PROVIDED DATA below:
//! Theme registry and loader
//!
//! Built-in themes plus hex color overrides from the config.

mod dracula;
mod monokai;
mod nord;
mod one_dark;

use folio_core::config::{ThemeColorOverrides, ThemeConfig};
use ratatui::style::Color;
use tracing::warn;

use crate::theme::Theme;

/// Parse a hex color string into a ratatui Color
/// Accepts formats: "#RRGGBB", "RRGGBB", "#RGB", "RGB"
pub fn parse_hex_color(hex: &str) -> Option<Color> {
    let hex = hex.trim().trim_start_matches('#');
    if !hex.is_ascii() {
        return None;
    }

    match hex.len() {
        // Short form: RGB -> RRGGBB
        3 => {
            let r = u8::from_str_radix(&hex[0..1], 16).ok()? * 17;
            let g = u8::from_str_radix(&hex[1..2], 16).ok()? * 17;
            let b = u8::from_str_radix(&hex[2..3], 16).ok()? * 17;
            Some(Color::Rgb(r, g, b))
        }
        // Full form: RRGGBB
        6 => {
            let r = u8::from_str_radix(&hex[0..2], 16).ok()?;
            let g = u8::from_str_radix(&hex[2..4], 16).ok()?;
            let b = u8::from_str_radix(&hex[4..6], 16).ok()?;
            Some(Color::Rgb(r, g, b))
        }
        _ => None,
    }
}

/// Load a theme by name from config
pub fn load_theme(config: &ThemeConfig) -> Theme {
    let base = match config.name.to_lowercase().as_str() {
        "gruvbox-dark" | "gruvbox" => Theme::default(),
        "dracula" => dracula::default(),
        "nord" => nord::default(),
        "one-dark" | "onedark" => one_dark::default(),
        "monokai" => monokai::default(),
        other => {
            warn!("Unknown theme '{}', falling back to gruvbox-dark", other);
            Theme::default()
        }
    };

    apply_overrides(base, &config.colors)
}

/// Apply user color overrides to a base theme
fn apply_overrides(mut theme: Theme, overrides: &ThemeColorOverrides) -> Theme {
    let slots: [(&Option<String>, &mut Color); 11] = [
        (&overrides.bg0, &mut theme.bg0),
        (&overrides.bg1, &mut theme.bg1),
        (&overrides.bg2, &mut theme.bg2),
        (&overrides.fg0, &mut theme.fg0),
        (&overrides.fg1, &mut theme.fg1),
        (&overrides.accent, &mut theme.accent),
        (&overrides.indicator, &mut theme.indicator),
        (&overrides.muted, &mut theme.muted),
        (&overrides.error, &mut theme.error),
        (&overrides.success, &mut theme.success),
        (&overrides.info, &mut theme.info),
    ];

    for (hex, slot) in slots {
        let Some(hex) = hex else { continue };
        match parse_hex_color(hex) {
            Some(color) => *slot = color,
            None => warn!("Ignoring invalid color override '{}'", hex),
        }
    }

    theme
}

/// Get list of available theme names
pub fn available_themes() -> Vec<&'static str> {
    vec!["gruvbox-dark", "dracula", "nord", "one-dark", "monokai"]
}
End of PROVIDED DATA.
PROVIDED DATA below:
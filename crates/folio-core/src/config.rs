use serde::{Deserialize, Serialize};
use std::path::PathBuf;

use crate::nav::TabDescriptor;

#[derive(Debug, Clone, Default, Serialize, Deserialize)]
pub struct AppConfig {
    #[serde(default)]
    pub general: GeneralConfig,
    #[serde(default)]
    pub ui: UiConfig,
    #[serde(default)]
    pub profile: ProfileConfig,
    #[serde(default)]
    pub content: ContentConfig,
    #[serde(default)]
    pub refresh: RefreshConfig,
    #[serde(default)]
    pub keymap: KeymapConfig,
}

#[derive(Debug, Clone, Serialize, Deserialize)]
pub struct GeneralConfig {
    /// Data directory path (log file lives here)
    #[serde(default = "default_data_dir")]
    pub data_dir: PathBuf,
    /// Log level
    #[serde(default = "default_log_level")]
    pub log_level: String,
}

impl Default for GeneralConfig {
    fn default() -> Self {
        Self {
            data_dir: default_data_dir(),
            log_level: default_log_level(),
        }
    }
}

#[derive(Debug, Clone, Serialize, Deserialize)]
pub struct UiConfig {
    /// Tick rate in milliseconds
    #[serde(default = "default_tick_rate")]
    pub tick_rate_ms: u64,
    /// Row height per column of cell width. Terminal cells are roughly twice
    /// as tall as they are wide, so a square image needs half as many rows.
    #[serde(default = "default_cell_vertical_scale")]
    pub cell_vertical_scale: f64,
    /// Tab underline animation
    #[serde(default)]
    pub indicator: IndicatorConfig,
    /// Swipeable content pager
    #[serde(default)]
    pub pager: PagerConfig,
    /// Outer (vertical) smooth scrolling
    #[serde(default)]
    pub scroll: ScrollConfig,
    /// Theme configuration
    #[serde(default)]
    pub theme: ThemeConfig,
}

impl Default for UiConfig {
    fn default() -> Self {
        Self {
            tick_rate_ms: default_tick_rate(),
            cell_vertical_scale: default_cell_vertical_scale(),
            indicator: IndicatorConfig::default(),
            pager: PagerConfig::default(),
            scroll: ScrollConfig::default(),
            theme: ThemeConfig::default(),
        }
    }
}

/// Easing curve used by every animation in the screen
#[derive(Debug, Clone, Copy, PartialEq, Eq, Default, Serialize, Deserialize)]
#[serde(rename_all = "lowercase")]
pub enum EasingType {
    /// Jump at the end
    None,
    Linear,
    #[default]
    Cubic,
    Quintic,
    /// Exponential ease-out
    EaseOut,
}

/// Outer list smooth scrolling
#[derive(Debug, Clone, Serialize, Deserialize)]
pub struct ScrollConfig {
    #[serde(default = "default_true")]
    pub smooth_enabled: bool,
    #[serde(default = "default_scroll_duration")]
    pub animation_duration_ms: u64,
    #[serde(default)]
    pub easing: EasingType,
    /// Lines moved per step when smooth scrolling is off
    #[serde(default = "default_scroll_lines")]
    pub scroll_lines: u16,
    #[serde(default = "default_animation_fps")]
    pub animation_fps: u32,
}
End of PROVIDED DATA.
§ REQUIREMENT
Work through the records above. Copy every line with the string "gruvbox".

§ SOLUTION TO THIS TASK
        "gruvbox-dark" | "gruvbox" => Theme::default(),
            warn!("Unknown theme '{}', falling back to gruvbox-dark", other);
    vec!["gruvbox-dark", "dracula", "nord", "one-dark", "monokai"]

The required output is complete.